We survived a kitchen remodel last spring. We designed the original space ourselves 25 years ago when the house was built, but as our family grew, the room began to feel cramped and inconvenient. The fridge area was a bottle-neck, the island was too large; the gas cook-top was located on the island which eliminated a large open workspace. In the 70s and 80s a drop ceiling was all the rage and it was time for that to go. The countertops were 3-inch tile—loved the forgiving tile surface but had come to despise the mass of grout. The high quality oak cabinets needed a face-lift.

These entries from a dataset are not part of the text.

//! Population pipeline orchestrator.
//!
//! STAGE ORDER (fixed, enforced by PipelineState):
//!   1. Clear      wipe all tables, reset id sequences
//!   2. Customers  batched, parallel generation
//!   3. Services   the catalog, generated in one piece
//!   4. Purchases  batched; needs customer ids + service refs
//!   5. Payments   batched; needs customer ids + purchase refs
//!   6. Verify     counts, popularity, sampled integrity checks
//!
//! RULES:
//!   - A stage runs only from the state its predecessor left behind.
//!   - Reference snapshots are fetched from the store after the producing
//!     stage committed, never carried over from generation.
//!   - Generation fans out; loading is sequential, one chunk at a time.
//!   - Any stage failure aborts the run. Chunks already committed stay.

use crate::{
    config::PopulationConfig,
    error::{SeedError, SeedResult},
    executor::FanOut,
    generator::{
        generate_services, CustomerGenerator, PaymentGenerator, PurchaseGenerator,
        RecordGenerator, Timeline,
    },
    loader::{BulkLoader, LoadStrategy, LoadSummary},
    partition::partition,
    rng::{SeedBank, StageSlot},
    store::{PaymentSampleCheck, ServicePopularity, Store, TableCounts, TermCheck},
    types::{RowId, RunId},
};
use chrono::{NaiveDateTime, Utc};
use serde::{Deserialize, Serialize};
use std::sync::Arc;
use std::time::Instant;

#[derive(Debug, Clone, Copy, PartialEq, Eq, Serialize, Deserialize)]
pub enum PipelineState {
    Pending,
    Cleared,
    CustomersLoaded,
    ServicesLoaded,
    PurchasesLoaded,
    PaymentsLoaded,
    Verified,
}

// ── Reports ──────────────────────────────────────────────────────

#[derive(Debug, Clone, PartialEq, Serialize)]
pub struct StageReport {
    pub stage:        &'static str,
    pub table:        &'static str,
    pub rows:         usize,
    pub batches:      usize,
    pub chunks:       usize,
    pub elapsed_secs: f64,
}

impl StageReport {
    fn skipped(slot: StageSlot, table: &'static str) -> Self {
        Self {
            stage: slot.name(),
            table,
            rows: 0,
            batches: 0,
            chunks: 0,
            elapsed_secs: 0.0,
        }
    }
}

#[derive(Debug, Clone, PartialEq, Serialize)]
pub struct VerificationReport {
    pub counts:     TableCounts,
    pub popularity: Vec<ServicePopularity>,
    pub payments:   PaymentSampleCheck,
    pub terms:      TermCheck,
}

impl VerificationReport {
    /// Every sampled payment carries its service price and every sampled
    /// purchase has the right end_date.
    pub fn is_consistent(&self) -> bool {
        self.payments.correct_amounts == self.payments.sampled && self.terms.violations == 0
    }

    /// Fraction of sampled payments made by the purchase's own customer.
    pub fn same_customer_share(&self) -> f64 {
        if self.payments.sampled == 0 {
            return 0.0;
        }
        self.payments.matching_customers as f64 / self.payments.sampled as f64
    }
}

#[derive(Debug, Clone, PartialEq, Serialize)]
pub struct PopulationReport {
    pub run_id:       RunId,
    pub seed:         u64,
    pub strategy:     LoadStrategy,
    pub workers:      usize,
    pub stages:       Vec<StageReport>,
    pub verification: Option<VerificationReport>,
    pub elapsed_secs: f64,
}

// ── Pipeline ─────────────────────────────────────────────────────

pub struct Pipeline {
    pub run_id:   RunId,
    config:       PopulationConfig,
    store:        Store,
    executor:     FanOut,
    loader:       BulkLoader,
    seeds:        SeedBank,
    timeline:     Timeline,
    state:        PipelineState,
    stages:       Vec<StageReport>,
    verification: Option<VerificationReport>,
    started:      Instant,
}

impl Pipeline {
    /// Validate the config, open and migrate the store, and build the
    /// worker pool. "Now" for every generated date is captured here.
    pub fn new(config: PopulationConfig) -> SeedResult<Self> {
        Self::with_now(config, Utc::now().naive_utc())
    }

    /// Like `new`, with a fixed reference time. Two pipelines with the
    /// same config and `now` generate identical rows.
    pub fn with_now(config: PopulationConfig, now: NaiveDateTime) -> SeedResult<Self> {
        config.validate()?;
        let store = Store::open(&config.store)?;
        store.migrate()?;
        let executor = FanOut::new(config.workers)?;
        let loader = BulkLoader::new(config.load_strategy, config.batch_size)?;
        let run_id = uuid::Uuid::new_v4().to_string();
        log::info!(
            "[{run_id}] pipeline ready: db={} strategy={:?} workers={} seed={}",
            store.path(),
            loader.strategy(),
            executor.workers(),
            config.seed
        );
        Ok(Self {
            seeds: SeedBank::new(config.seed),
            timeline: Timeline::from_config(now, &config),
            config,
            store,
            executor,
            loader,
            state: PipelineState::Pending,
            stages: Vec::new(),
            verification: None,
            started: Instant::now(),
            run_id,
        })
    }

    pub fn state(&self) -> PipelineState {
        self.state
    }

    pub fn store(&self) -> &Store {
        &self.store
    }

    pub fn config(&self) -> &PopulationConfig {
        &self.config
    }

    /// Run every stage in order and return the full report.
    pub fn run(&mut self) -> SeedResult<PopulationReport> {
        self.clear()?;
        self.load_customers()?;
        self.load_services()?;
        self.load_purchases()?;
        self.load_payments()?;
        self.verify()?;
        let report = self.report();
        log::info!(
            "[{}] population finished in {:.2}s",
            self.run_id,
            report.elapsed_secs
        );
        Ok(report)
    }

    pub fn report(&self) -> PopulationReport {
        PopulationReport {
            run_id: self.run_id.clone(),
            seed: self.seeds.master_seed(),
            strategy: self.loader.strategy(),
            workers: self.executor.workers(),
            stages: self.stages.clone(),
            verification: self.verification.clone(),
            elapsed_secs: self.started.elapsed().as_secs_f64(),
        }
    }

    // ── Stages ────────────────────────────────────────────────────

    pub fn clear(&mut self) -> SeedResult<()> {
        self.expect_state("clear", PipelineState::Pending)?;
        self.store.clear()?;
        self.state = PipelineState::Cleared;
        Ok(())
    }

    pub fn load_customers(&mut self) -> SeedResult<&StageReport> {
        self.expect_state("customers", PipelineState::Cleared)?;
        let generator = CustomerGenerator::new()?;
        let report = self.logged(StageSlot::Customers, |p| {
            p.fan_out_and_load(&generator, p.config.targets.customers)
        })?;
        self.finish_stage(report, PipelineState::CustomersLoaded)
    }

    pub fn load_services(&mut self) -> SeedResult<&StageReport> {
        self.expect_state("services", PipelineState::CustomersLoaded)?;
        let report = self.logged(StageSlot::Services, |p| {
            let started = Instant::now();
            let mut rng = p.seeds.for_batch(StageSlot::Services, 0);
            let rows = generate_services(&p.config.catalog, &mut rng)?;
            let summary = p.loader.load(&p.store, &rows)?;
            Ok(stage_report(StageSlot::Services, 1, summary, started))
        })?;
        self.finish_stage(report, PipelineState::ServicesLoaded)
    }

    pub fn load_purchases(&mut self) -> SeedResult<&StageReport> {
        self.expect_state("purchases", PipelineState::ServicesLoaded)?;
        let report = self.logged(StageSlot::Purchases, |p| {
            let target = p.config.targets.purchases;
            if target == 0 {
                return Ok(StageReport::skipped(StageSlot::Purchases, "purchases"));
            }
            let customers = p.fetch_customer_ids()?;
            let services = p.store.service_refs(p.config.fetch_page_size)?;
            let generator =
                PurchaseGenerator::new(customers, &services, &p.config.catalog, p.timeline)?;
            p.fan_out_and_load(&generator, target)
        })?;
        self.finish_stage(report, PipelineState::PurchasesLoaded)
    }

    pub fn load_payments(&mut self) -> SeedResult<&StageReport> {
        self.expect_state("payments", PipelineState::PurchasesLoaded)?;
        let report = self.logged(StageSlot::Payments, |p| {
            let target = p.config.targets.payments;
            if target == 0 {
                return Ok(StageReport::skipped(StageSlot::Payments, "payments"));
            }
            let purchases = p.store.purchase_refs(p.config.fetch_page_size)?;
            let customers = p.fetch_customer_ids()?;
            let generator = PaymentGenerator::new(
                customers,
                Arc::from(purchases),
                p.config.same_customer_rate,
                p.timeline,
            )?;
            p.fan_out_and_load(&generator, target)
        })?;
        self.finish_stage(report, PipelineState::PaymentsLoaded)
    }

    pub fn verify(&mut self) -> SeedResult<&VerificationReport> {
        self.expect_state("verify", PipelineState::PaymentsLoaded)?;
        let sample = self.config.verify_sample;
        let report = VerificationReport {
            counts: self.store.table_counts()?,
            popularity: self.store.service_popularity()?,
            payments: self.store.check_payment_sample(sample)?,
            terms: self
                .store
                .check_purchase_terms(sample, self.config.recurring_term_days)?,
        };

        log::info!(
            "[{}] verify: {} customers, {} services, {} purchases, {} payments",
            self.run_id,
            report.counts.customers,
            report.counts.services,
            report.counts.purchases,
            report.counts.payments
        );
        if !report.is_consistent() {
            log::warn!(
                "[{}] verify: {}/{} payment amounts match, {} purchase term violations",
                self.run_id,
                report.payments.correct_amounts,
                report.payments.sampled,
                report.terms.violations
            );
        }

        self.state = PipelineState::Verified;
        Ok(self.verification.insert(report))
    }

    // ── Internals ─────────────────────────────────────────────────

    fn expect_state(&self, stage: &'static str, expected: PipelineState) -> SeedResult<()> {
        if self.state != expected {
            return Err(SeedError::InvalidTransition {
                stage,
                expected,
                actual: self.state,
            });
        }
        Ok(())
    }

    fn fetch_customer_ids(&self) -> SeedResult<Arc<[RowId]>> {
        Ok(self.store.customer_ids(self.config.fetch_page_size)?.into())
    }

    /// Partition `target`, generate every batch on the pool with its own
    /// RNG stream, then load the concatenated rows.
    fn fan_out_and_load<G: RecordGenerator>(
        &self,
        generator: &G,
        target: usize,
    ) -> SeedResult<StageReport> {
        let started = Instant::now();
        let batches = partition(target, self.config.batch_size)?;
        let seeds = &self.seeds;
        let rows = self.executor.run(G::STAGE.name(), &batches, |batch| {
            let mut rng = seeds.for_batch(G::STAGE, batch.index);
            generator.generate(batch, &mut rng)
        })?;
        log::debug!(
            "[{}] {}: generated {} rows in {:.2}s",
            self.run_id,
            G::STAGE.name(),
            rows.len(),
            started.elapsed().as_secs_f64()
        );
        let summary = self.loader.load(&self.store, &rows)?;
        Ok(stage_report(G::STAGE, batches.len(), summary, started))
    }

    fn logged<F>(&self, slot: StageSlot, stage: F) -> SeedResult<StageReport>
    where
        F: FnOnce(&Self) -> SeedResult<StageReport>,
    {
        log::info!("[{}] {}: starting", self.run_id, slot.name());
        stage(self).map_err(|e| {
            log::error!("[{}] {}: aborted: {e}", self.run_id, slot.name());
            e
        })
    }

    fn finish_stage(&mut self, report: StageReport, next: PipelineState) -> SeedResult<&StageReport> {
        log::info!(
            "[{}] {}: {} rows in {} chunks ({:.2}s)",
            self.run_id,
            report.stage,
            report.rows,
            report.chunks,
            report.elapsed_secs
        );
        self.state = next;
        let index = self.stages.len();
        self.stages.push(report);
        Ok(&self.stages[index])
    }
}

fn stage_report(
    slot: StageSlot,
    batches: usize,
    summary: LoadSummary,
    started: Instant,
) -> StageReport {
    StageReport {
        stage: slot.name(),
        table: summary.table,
        rows: summary.rows,
        batches,
        chunks: summary.chunks,
        elapsed_secs: started.elapsed().as_secs_f64(),
    }
}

I agonized over a better design for quite a while and finally had a eureka moment. Moving the fridge across the room to the opposite wall was the key to reorganizing the space. I called four or five different contractors to give estimates:
One had grandiose (and expensive) ideas of cutting into the roofline to make an airy space. Another annoyingly kept poking fun at my 1980s kitchen claiming he would never have done things that way (he would have--it was built in the 80s). A third was unimaginative. Then I found out an old friend was still living in town, still in construction, so we went with him.
We did all the demo work (demolishing ceiling and old island, removing countertops), leg work (finding lighting, a range, hardware, sink, faucet, etc.), painting, and we refinished the cabinets and other woodwork ourselves (which led to a hospital visit but that’s a separate post).
After six weeks we got ourselves a more spacious and workable kitchen (and more cabinet space). I’m more enthusiastic about cooking now that the room has a much better flow, nicer materials, and more available workspace.